56. Başvurucu tarafından maddi
tazminat talebinde bulunulmuş olmakla beraber, tespit edilen ihlal ile iddia
edilen maddi zarar arasında illiyet bağı bulunmadığı anlaşıldığından,
başvurucunun maddi tazminat talebinin reddine karar verilmesi gerekir.
57. Başvurucu tarafından yapılan 198,35 TL harçtan yargılama giderinin
başvurucuya ödenmesine karar verilmesi gerekir.

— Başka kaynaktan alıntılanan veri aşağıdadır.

use std::{path::Path, process, sync::Arc};

use inkwell::{
    application::{
        clock::SystemClock,
        error::AppError,
        posts::PostService,
        snapshot::SnapshotRepo,
        store::PostStore,
    },
    config::{self, Settings},
    domain::types::FeaturedMode,
    infra::{
        error::InfraError,
        http::{self, ApiState},
        snapshot::TomlSnapshotRepo,
        telemetry,
    },
};
use tokio::sync::Notify;
use tracing::{Dispatch, Level, dispatcher, error, info, warn};
use tracing_subscriber::fmt as tracing_fmt;

#[tokio::main]
async fn main() {
    if let Err(error) = run().await {
        report_application_error(&error);
        process::exit(1);
    }
}

fn report_application_error(error: &AppError) {
    if dispatcher::has_been_set() {
        error!(error = %error, "application error");
        return;
    }

    let subscriber = tracing_fmt().with_max_level(Level::ERROR).finish();
    let dispatch = Dispatch::new(subscriber);
    dispatcher::with_default(&dispatch, || {
        error!(error = %error, "application error");
    });
}

async fn run() -> Result<(), AppError> {
    let (cli_args, settings) =
        config::load_with_cli().map_err(|err| AppError::from(InfraError::from(err)))?;

    let command = cli_args
        .command
        .unwrap_or(config::Command::Serve(Box::<config::ServeArgs>::default()));

    telemetry::init(&settings.logging).map_err(AppError::from)?;

    match command {
        config::Command::Serve(_) => run_serve(settings).await,
        config::Command::CheckSnapshot(args) => {
            run_check_snapshot(settings.store.featured_mode, &args.file).await
        }
    }
}

async fn run_serve(settings: Settings) -> Result<(), AppError> {
    let mode = settings.store.featured_mode;
    let snapshots = settings
        .store
        .snapshot_path
        .as_ref()
        .map(TomlSnapshotRepo::new);

    let posts = Arc::new(load_post_service(mode, snapshots.as_ref()).await?);
    info!(
        target = "inkwell::server",
        featured_mode = %mode,
        posts = posts.post_count(),
        "Post store ready"
    );

    let served = serve_http(&settings, ApiState::new(Arc::clone(&posts))).await;
    finish_serving(served, snapshots.as_ref(), &posts).await
}

/// Save the store whether or not the server stopped cleanly. A server error
/// takes precedence over a failed save.
async fn finish_serving(
    served: Result<(), AppError>,
    snapshots: Option<&TomlSnapshotRepo>,
    posts: &PostService,
) -> Result<(), AppError> {
    let saved = match snapshots {
        Some(repo) => save_snapshot(repo, posts).await,
        None => Ok(()),
    };

    match (served, saved) {
        (Err(err), Err(save_err)) => {
            error!(
                target = "inkwell::server",
                error = %save_err,
                "Failed to save store snapshot after server error"
            );
            Err(err)
        }
        (Err(err), Ok(())) | (Ok(()), Err(err)) => Err(err),
        (Ok(()), Ok(())) => Ok(()),
    }
}

async fn save_snapshot(repo: &TomlSnapshotRepo, posts: &PostService) -> Result<(), AppError> {
    repo.save(&posts.snapshot()).await?;
    info!(
        target = "inkwell::server",
        path = %repo.path().display(),
        "Store snapshot saved"
    );
    Ok(())
}

async fn load_post_service(
    mode: FeaturedMode,
    snapshots: Option<&TomlSnapshotRepo>,
) -> Result<PostService, AppError> {
    let clock = Arc::new(SystemClock);

    let Some(repo) = snapshots else {
        return Ok(PostService::new(mode, clock));
    };

    match repo.load().await? {
        Some(snapshot) => {
            let service = PostService::from_snapshot(mode, snapshot, clock)?;
            info!(
                target = "inkwell::server",
                path = %repo.path().display(),
                "Store restored from snapshot"
            );
            Ok(service)
        }
        None => {
            info!(
                target = "inkwell::server",
                path = %repo.path().display(),
                "No snapshot found, starting with an empty store"
            );
            Ok(PostService::new(mode, clock))
        }
    }
}

async fn serve_http(settings: &Settings, api_state: ApiState) -> Result<(), AppError> {
    let router = http::build_router(api_state);

    let listener = tokio::net::TcpListener::bind(settings.server.addr)
        .await
        .map_err(|err| AppError::from(InfraError::from(err)))?;
    info!(
        target = "inkwell::server",
        addr = %settings.server.addr,
        "Listening"
    );

    let stop = Arc::new(Notify::new());
    let stopped = Arc::clone(&stop);
    let mut server = tokio::spawn(async move {
        axum::serve(listener, router.into_make_service())
            .with_graceful_shutdown(async move { stopped.notified().await })
            .await
    });

    tokio::select! {
        result = &mut server => return flatten_server_result(result),
        () = shutdown_signal() => {}
    }

    info!(
        target = "inkwell::server",
        grace_seconds = settings.server.graceful_shutdown.as_secs(),
        "Shutdown requested, draining connections"
    );
    stop.notify_one();

    match tokio::time::timeout(settings.server.graceful_shutdown, &mut server).await {
        Ok(result) => flatten_server_result(result),
        Err(_) => {
            warn!(
                target = "inkwell::server",
                "Graceful shutdown timed out, closing remaining connections"
            );
            server.abort();
            Ok(())
        }
    }
}

fn flatten_server_result(
    result: Result<std::io::Result<()>, tokio::task::JoinError>,
) -> Result<(), AppError> {
    match result {
        Ok(Ok(())) => Ok(()),
        Ok(Err(err)) => Err(AppError::from(InfraError::from(err))),
        Err(err) => Err(AppError::unexpected(format!("server task failed: {err}"))),
    }
}

async fn shutdown_signal() {
    let ctrl_c = async {
        if let Err(err) = tokio::signal::ctrl_c().await {
            warn!(target = "inkwell::server", error = %err, "Failed to listen for Ctrl-C");
            std::future::pending::<()>().await;
        }
    };

    #[cfg(unix)]
    let terminate = async {
        use tokio::signal::unix::{SignalKind, signal};

        match signal(SignalKind::terminate()) {
            Ok(mut terminate) => {
                terminate.recv().await;
            }
            Err(err) => {
                warn!(target = "inkwell::server", error = %err, "Failed to listen for SIGTERM");
                std::future::pending::<()>().await;
            }
        }
    };

    #[cfg(not(unix))]
    let terminate = std::future::pending::<()>();

    tokio::select! {
        () = ctrl_c => {}
        () = terminate => {}
    }
}

async fn run_check_snapshot(mode: FeaturedMode, file: &Path) -> Result<(), AppError> {
    let repo = TomlSnapshotRepo::new(file);
    let snapshot = repo.load().await?.ok_or_else(|| {
        AppError::unexpected(format!("snapshot file `{}` does not exist", file.display()))
    })?;

    let next_id = snapshot.next_id;
    let store = PostStore::restore(mode, snapshot)?;
    info!(
        target = "inkwell::snapshot",
        path = %file.display(),
        featured_mode = %mode,
        posts = store.len(),
        featured = store.featured_posts().len(),
        next_id,
        "Snapshot is valid"
    );
    Ok(())
}

#[cfg(test)]
mod tests {
    use super::*;
    use inkwell::application::clock::ManualClock;
    use inkwell::domain::entities::PostContent;

    fn service_with_post() -> PostService {
        let service = PostService::new(FeaturedMode::Starred, Arc::new(ManualClock::new(0, 1)));
        service
            .create_post(PostContent::new("A", "body", "ada"))
            .expect("create");
        service
    }

    #[tokio::test]
    async fn snapshot_is_saved_when_server_fails() {
        let dir = tempfile::tempdir().expect("tempdir");
        let repo = TomlSnapshotRepo::new(dir.path().join("store.toml"));
        let posts = service_with_post();

        let result = finish_serving(
            Err(AppError::unexpected("server task failed")),
            Some(&repo),
            &posts,
        )
        .await;

        assert!(matches!(result, Err(AppError::Unexpected(_))));
        let saved = repo.load().await.expect("load").expect("snapshot written");
        assert_eq!(saved, posts.snapshot());
    }

    #[tokio::test]
    async fn clean_shutdown_saves_snapshot() {
        let dir = tempfile::tempdir().expect("tempdir");
        let repo = TomlSnapshotRepo::new(dir.path().join("store.toml"));
        let posts = service_with_post();

        finish_serving(Ok(()), Some(&repo), &posts)
            .await
            .expect("finish");

        assert_eq!(repo.load().await.expect("load"), Some(posts.snapshot()));
    }

    #[tokio::test]
    async fn in_memory_store_skips_saving() {
        let posts = service_with_post();
        assert!(finish_serving(Ok(()), None, &posts).await.is_ok());
    }
}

58. Başvuruya konu yargılamanın
yaklaşık on sekiz yıldır devam ettiği ve bu hususun makul sürede yargılanma
hakkını ihlal ettiği gözetilerek, anayasal bir hakkın ihlal edildiği açık olan
bir yargılama dosyasında, hukuka, adalete ve mahkemeye güven ilkesinin gördüğü
zararın devam etmesinin önlenmesi amacıyla, yargılamanın mümkün olan en kısa
sürede sonuçlandırılmasını teminen, kararın bir
örneğinin ilgili Mahkemesine gönderilmesine karar verilmesi gerekir.
V. HÜKÜM
Açıklanan
gerekçelerle;
A. Başvurucunun,
1.
Maliye Hazinesi tarafından açılan davada yargılama sürecine yönelik ihlal
iddialarının “zaman bakımından yetkisizlik”,
2.
Asli müdahiller tarafından açılan davada yargılama sürecine yönelik ihlal
iddialarının “başvuru yollarının
tüketilmemesi”,
nedenleriyle KABUL
EDİLEMEZ OLDUĞUNA,
3.
Asli müdahiller tarafından açılan davada yargılamanın makul sürede
tamamlanmadığı yönündeki iddiasının KABUL EDİLEBİLİR OLDUĞUNA,
4. Anayasa’nın 36. maddesinde güvence altına alınan makul sürede
yargılanma hakkının İHLAL EDİLDİĞİNE,
B. Başvurucuya net 7.500,00 TL manevi TAZMİNAT ÖDENMESİNE,
başvurucunun tazminata ilişkin diğer taleplerinin REDDİNE,
C. Başvurucu tarafından yapılan 198,35 TL harçtan oluşan yargılama
giderinin BAŞVURUCUYA ÖDENMESİNE,
D. Ödemelerin, kararın tebliğini takiben başvurucunun Maliye
Bakanlığına başvuru tarihinden itibaren dört ay içinde yapılmasına; ödemede
gecikme olması halinde, bu sürenin sona erdiği tarihten ödeme tarihine kadar
geçen süre için yasal faiz uygulanmasına,
E. Kararın bir örneğinin Sincan 1. Asliye Hukuk Mahkemesine
gönderilmesine,
10/3/2015 tarihinde OY BİRLİĞİYLE karar verildi.